HE EXISTS IN THE ORIGINAL STORY TO BRING A SENSE OF FAMILY, LEVITY, AND EMOTIONAL SUPPORT TO A CHARACTER WHO DIDN'T GROW UP WITH ANY OF THAT ELIZIER. IF YOU SEE NO REASON FOR HIM TO EXIST AS NOTHING BUT A DUMB ASSHOLE, THEN *YOU DIDN'T HAVE TO WRITE HIM THAT WAY* ELIZIER.
i actually do like the parallels here between harry, who has an encyclopedic knowledge of processes and ideas but zero understanding of relationships and people, and draco, who brings a particular expertise harry doesn't have on relationships and people
i honestly genuinely do like the weird relationship harry has with draco in this. they should date
good god i keep forgetting that for some bizarre reason elizier felt it necessary to have draco make a rape joke in this chapter
i do like this. the insular wizarding world knowing next to nothing about the world outside it, and instead being taught to deride it at any possible opportunity, has a lot of potential. draco thinking muggles can't have landed on the moon but surely have moving photos was cute
aww that's cute. it's a shame the hermione chapter is mostly used as an opportunity to admire harry more from another perspective, because the narrator voice for hermione is actually pretty enjoyable to follow without sacrificing the story's appreciation of muggle science
this really reads to me as a kid wanting play a mean prank convincing himself he's being Ethical by 'helping neville get used to his fear'. this isn't how exposure therapy works, but it IS how kids rationalizing being shitty works. also a good example of consequentialism's limits
i do think, irrespective of my earlier criticism of his characterization, he’s characterized pretty inconsistently here. like 4 chapters ago he started crying because he accidentally made an insensitive comment to a shop assistant and now this. then again..... 11 year old boys
again: i'm going to consider harry's flaws in this story as harry's and not elizier's, even when elizier is trying to narratively frame harry's negative traits as in the right. that said, look at the 'autobiography' EY wrote. harry is such a blatant self insert at times lol
harry you literally know nothing about the genetics of the magical species in this world or how genetically distinct they are from the humans you know. you have no idea what you're taking about and sometimes you just need to listen and observe, like... yknow... a scientist
i still have mixed feelings on hermione's sorting a good 15 or so years later... i'll let you have this one, elizier
okay i'm glad they addressed harry just using "exposure therapy lol" to rationalize bullying neville. too immature not to do dumb kid shit but just mature enough to know the lingo to use to rationalize it. this is a rare case where harry is actually framed as in the wrong, too
i actually appreciated the sorting hat chapter, because this is the first time so far harry has come up against a character who is both very obviously smarter than him and vocally unwilling to take his bullshit. that said, i would have liked to see the hufflepuff timeline
because while it was very satisfying to watch this kid get facts and logiced by a piece of fabric, i think some lasting consequences, putting him in a house he really did not want to be in, would have both been nice to see and would have been a fun challenge for him to overcome
i actually think the idea of a magic item that's a drink that inevitably makes you do a spit take when you drink it is kinda cute, but comed-tea is such a BAD pun name for it. if you want a phrase it's easy to pun, 'punch line' is RIGHT THERE
hot take: there are two bad ways the artemis fowl movie could have gone in terms of poorly handling the artemis character. the direction the movie went in was one of them. the other potential path was writing him like HPMOR harry.
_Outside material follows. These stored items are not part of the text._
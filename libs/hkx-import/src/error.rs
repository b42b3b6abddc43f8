//! # Import Errors
//!
//! Every error is scoped to the file that produced it; none of them abort
//! sibling files in the same batch.

use crate::scene::SceneError;
use hkx_geometry::GeometryError;
use std::path::PathBuf;
use std::time::Duration;
use thiserror::Error;

/// Errors raised while importing one collision file.
#[derive(Debug, Error)]
pub enum ImportError {
    /// The converter executable is missing or could not be started.
    #[error(
        "Converter {} could not be started for {}: {source}",
        converter.display(),
        path.display()
    )]
    ConverterLaunch {
        path: PathBuf,
        converter: PathBuf,
        #[source]
        source: std::io::Error,
    },

    /// The converter ran but its output is not a usable geometry document.
    #[error("Converter output for {} is unusable: {message}", path.display())]
    ConverterOutput { path: PathBuf, message: String },

    /// The converter did not finish within its time limit.
    #[error("Converter timed out after {}s on {}", timeout.as_secs_f64(), path.display())]
    ConverterTimeout { path: PathBuf, timeout: Duration },

    /// A decoded record could not be turned into a mesh.
    #[error("Malformed record in {}: {source}", path.display())]
    MalformedRecord {
        path: PathBuf,
        #[source]
        source: GeometryError,
    },

    /// Exclusive access to the target group name could not be obtained.
    #[error("Scene conflict while reconciling '{stem}'")]
    SceneConflict { stem: String },

    /// The host scene rejected an operation.
    #[error("Scene operation failed: {0}")]
    Scene(#[from] SceneError),

    /// Settings could not be read or are invalid.
    #[error("Settings error: {message}")]
    Settings { message: String },
}

impl ImportError {
    /// Creates a converter output error.
    pub fn output(path: impl Into<PathBuf>, message: impl Into<String>) -> Self {
        Self::ConverterOutput {
            path: path.into(),
            message: message.into(),
        }
    }

    /// Creates a settings error.
    pub fn settings(message: impl Into<String>) -> Self {
        Self::Settings {
            message: message.into(),
        }
    }

    /// Returns true if running the failed step again may succeed once the
    /// competing reconciliation finishes.
    pub fn is_retryable(&self) -> bool {
        matches!(self, Self::SceneConflict { .. })
    }

    /// Short kind name used in batch reports.
    pub fn kind(&self) -> &'static str {
        match self {
            Self::ConverterLaunch { .. } => "ConverterLaunchError",
            Self::ConverterOutput { .. } => "ConverterOutputError",
            Self::ConverterTimeout { .. } => "ConverterTimeoutError",
            Self::MalformedRecord { .. } => "MalformedRecordError",
            Self::SceneConflict { .. } => "SceneConflictError",
            Self::Scene(_) => "SceneError",
            Self::Settings { .. } => "SettingsError",
        }
    }
}

#[cfg(test)]
mod tests {
    use super::*;

    #[test]
    fn test_error_display() {
        let err = ImportError::output("/tmp/corrupt.hkrb", "expected value at line 1 column 1");
        assert!(err.to_string().contains("corrupt.hkrb"));
        assert!(err.to_string().contains("line 1"));

        let err = ImportError::ConverterTimeout {
            path: PathBuf::from("slow.hksc"),
            timeout: Duration::from_secs(2),
        };
        assert!(err.to_string().contains("2s"));
    }

    #[test]
    fn test_only_scene_conflict_is_retryable() {
        assert!(ImportError::SceneConflict { stem: "rock".into() }.is_retryable());
        assert!(!ImportError::output("a", "b").is_retryable());
        assert!(!ImportError::Scene(SceneError::NameTaken("rock".into())).is_retryable());
    }

    #[test]
    fn test_kind_names() {
        let launch = ImportError::ConverterLaunch {
            path: PathBuf::from("a.hksc"),
            converter: PathBuf::from("missing"),
            source: std::io::Error::from(std::io::ErrorKind::NotFound),
        };
        assert_eq!(launch.kind(), "ConverterLaunchError");
        let malformed = ImportError::MalformedRecord {
            path: PathBuf::from("a.hksc"),
            source: GeometryError::malformed("hkpBoxShape", "bad"),
        };
        assert_eq!(malformed.kind(), "MalformedRecordError");
    }

    #[test]
    fn test_error_is_send_sync() {
        fn assert_send_sync<T: Send + Sync>() {}
        assert_send_sync::<ImportError>();
    }
}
see, small little worldbuilding details like this are things that i actually like. that's a cute idea, and would make sense in a dorm where everyone is prone to talking their heads off! also, i want one
oh no he's about to find out about time turners
for all my faults with this fic, i do enjoy this chapter and stuff like this, mostly because i, too, have read a lot of fiction where characters get their memories erased or are replaced by clones and have spent time figuring out what system you'd use to figure that out
as a kid, i hated stories where ordinary people had to forget their magical adventures at the end. my justification to myself was "it's bad storytelling", but really, *i* would've hated to forget a life-changing adventure, and thus hated it never being framed as deeply horrifying
so it's nice to have that experience represented and see other characters who made conscious efforts to find work-arounds (even if it is such a deeply unlikable character being the one to have that experience, lol)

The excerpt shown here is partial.